Report how many lines below contain the word "identifier", giving the number and no other words.

________

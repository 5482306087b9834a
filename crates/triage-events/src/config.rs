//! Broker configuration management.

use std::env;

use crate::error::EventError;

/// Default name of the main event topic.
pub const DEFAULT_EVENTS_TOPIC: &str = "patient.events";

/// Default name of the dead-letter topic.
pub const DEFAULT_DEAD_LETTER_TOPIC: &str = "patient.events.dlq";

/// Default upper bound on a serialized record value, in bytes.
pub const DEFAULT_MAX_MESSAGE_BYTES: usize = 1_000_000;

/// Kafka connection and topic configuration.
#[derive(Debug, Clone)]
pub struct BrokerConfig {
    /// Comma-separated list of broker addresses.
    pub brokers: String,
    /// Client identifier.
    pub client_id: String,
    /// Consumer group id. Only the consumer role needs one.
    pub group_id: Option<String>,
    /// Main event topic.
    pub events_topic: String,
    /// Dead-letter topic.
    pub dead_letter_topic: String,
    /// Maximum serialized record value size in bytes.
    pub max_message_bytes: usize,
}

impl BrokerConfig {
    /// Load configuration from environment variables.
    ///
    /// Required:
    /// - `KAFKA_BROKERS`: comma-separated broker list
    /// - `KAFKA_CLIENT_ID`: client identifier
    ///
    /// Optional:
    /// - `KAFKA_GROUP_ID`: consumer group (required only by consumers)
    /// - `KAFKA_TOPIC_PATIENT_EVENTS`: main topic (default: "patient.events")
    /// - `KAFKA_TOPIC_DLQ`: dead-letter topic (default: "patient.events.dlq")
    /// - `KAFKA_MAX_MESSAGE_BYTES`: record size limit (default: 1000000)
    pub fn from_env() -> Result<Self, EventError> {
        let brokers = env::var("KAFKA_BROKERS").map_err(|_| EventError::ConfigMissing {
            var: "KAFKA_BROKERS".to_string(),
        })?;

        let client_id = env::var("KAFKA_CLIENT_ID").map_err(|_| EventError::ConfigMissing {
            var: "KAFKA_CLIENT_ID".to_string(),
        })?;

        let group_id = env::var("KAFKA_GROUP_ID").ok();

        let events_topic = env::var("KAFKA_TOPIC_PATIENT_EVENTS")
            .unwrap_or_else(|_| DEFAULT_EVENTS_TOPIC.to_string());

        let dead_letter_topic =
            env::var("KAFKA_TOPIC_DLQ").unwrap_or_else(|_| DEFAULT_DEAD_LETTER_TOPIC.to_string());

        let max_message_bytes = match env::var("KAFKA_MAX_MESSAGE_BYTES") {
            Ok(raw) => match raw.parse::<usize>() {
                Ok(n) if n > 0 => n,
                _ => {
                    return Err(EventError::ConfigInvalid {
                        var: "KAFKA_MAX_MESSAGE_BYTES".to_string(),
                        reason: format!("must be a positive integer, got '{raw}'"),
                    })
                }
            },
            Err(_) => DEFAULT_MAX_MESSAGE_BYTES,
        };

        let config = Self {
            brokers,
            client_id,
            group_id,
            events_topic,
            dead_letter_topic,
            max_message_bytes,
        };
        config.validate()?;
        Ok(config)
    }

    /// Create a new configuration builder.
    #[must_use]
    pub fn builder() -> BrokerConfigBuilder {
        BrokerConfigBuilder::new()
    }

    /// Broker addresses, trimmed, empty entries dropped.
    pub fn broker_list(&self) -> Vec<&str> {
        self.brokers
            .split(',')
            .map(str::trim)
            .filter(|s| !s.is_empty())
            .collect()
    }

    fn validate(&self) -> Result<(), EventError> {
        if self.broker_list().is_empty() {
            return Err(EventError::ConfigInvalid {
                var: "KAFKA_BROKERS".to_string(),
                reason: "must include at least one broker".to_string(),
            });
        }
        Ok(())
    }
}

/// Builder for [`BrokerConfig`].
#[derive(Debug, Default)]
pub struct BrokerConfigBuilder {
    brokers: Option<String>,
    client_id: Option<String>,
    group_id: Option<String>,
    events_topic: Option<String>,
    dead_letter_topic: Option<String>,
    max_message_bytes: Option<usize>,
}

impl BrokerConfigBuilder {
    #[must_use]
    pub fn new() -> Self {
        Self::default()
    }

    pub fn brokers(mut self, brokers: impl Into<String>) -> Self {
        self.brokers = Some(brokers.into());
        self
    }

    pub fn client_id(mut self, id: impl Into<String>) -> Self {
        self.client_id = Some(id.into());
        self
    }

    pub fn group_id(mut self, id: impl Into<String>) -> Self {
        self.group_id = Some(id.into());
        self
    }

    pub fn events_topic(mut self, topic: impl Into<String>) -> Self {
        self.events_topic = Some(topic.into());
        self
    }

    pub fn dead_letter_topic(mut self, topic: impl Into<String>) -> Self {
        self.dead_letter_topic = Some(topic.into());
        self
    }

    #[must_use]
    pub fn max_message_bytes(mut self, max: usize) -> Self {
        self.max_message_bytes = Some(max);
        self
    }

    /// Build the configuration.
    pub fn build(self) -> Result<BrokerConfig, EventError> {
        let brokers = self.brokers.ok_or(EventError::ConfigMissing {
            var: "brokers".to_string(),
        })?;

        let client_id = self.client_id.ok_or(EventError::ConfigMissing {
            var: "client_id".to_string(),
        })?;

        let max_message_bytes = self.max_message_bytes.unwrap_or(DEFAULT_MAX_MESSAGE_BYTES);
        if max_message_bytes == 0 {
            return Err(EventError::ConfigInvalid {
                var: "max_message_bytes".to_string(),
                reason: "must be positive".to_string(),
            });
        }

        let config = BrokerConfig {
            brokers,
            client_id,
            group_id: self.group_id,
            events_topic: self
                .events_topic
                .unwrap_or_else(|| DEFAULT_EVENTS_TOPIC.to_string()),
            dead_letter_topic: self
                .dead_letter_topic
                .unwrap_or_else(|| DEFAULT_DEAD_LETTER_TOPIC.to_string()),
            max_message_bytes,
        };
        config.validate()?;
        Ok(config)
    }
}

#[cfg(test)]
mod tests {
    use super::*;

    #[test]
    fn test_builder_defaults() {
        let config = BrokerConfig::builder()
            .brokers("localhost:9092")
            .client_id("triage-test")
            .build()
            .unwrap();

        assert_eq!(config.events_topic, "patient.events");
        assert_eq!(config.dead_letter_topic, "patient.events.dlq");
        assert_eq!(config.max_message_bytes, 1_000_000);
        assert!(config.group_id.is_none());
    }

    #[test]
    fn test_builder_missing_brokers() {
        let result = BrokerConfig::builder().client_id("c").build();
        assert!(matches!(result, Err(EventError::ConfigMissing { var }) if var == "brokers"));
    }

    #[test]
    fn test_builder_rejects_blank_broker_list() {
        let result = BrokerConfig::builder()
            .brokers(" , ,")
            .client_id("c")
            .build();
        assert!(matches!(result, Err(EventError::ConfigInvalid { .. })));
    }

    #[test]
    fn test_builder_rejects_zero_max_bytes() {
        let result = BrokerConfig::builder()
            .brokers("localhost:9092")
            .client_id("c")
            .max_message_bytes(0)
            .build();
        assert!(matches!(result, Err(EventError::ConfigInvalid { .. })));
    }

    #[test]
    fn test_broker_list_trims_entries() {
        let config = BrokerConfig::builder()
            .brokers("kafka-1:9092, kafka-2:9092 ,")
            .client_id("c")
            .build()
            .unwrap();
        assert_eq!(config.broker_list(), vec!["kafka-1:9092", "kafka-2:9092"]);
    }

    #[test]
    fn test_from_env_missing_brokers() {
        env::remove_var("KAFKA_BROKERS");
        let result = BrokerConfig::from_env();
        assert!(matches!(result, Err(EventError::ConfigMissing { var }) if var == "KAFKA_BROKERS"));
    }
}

________

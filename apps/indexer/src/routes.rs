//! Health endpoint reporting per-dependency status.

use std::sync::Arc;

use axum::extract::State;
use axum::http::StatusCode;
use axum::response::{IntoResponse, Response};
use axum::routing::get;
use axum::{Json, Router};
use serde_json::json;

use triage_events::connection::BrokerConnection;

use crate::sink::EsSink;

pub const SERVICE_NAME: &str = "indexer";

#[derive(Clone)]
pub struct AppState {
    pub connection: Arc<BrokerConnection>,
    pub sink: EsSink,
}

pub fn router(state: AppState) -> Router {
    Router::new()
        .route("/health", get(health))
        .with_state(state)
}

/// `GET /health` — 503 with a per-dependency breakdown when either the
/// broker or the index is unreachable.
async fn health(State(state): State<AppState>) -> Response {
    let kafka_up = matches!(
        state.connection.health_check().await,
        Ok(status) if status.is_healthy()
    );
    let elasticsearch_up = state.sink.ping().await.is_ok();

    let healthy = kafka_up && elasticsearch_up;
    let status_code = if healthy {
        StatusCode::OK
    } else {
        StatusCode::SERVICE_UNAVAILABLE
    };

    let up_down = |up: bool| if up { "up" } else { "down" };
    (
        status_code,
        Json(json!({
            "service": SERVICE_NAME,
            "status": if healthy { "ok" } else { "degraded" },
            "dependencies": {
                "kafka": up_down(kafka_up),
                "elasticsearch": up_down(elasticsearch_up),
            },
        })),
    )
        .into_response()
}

________

* SOLUTION FOR THIS EXERCISE: 2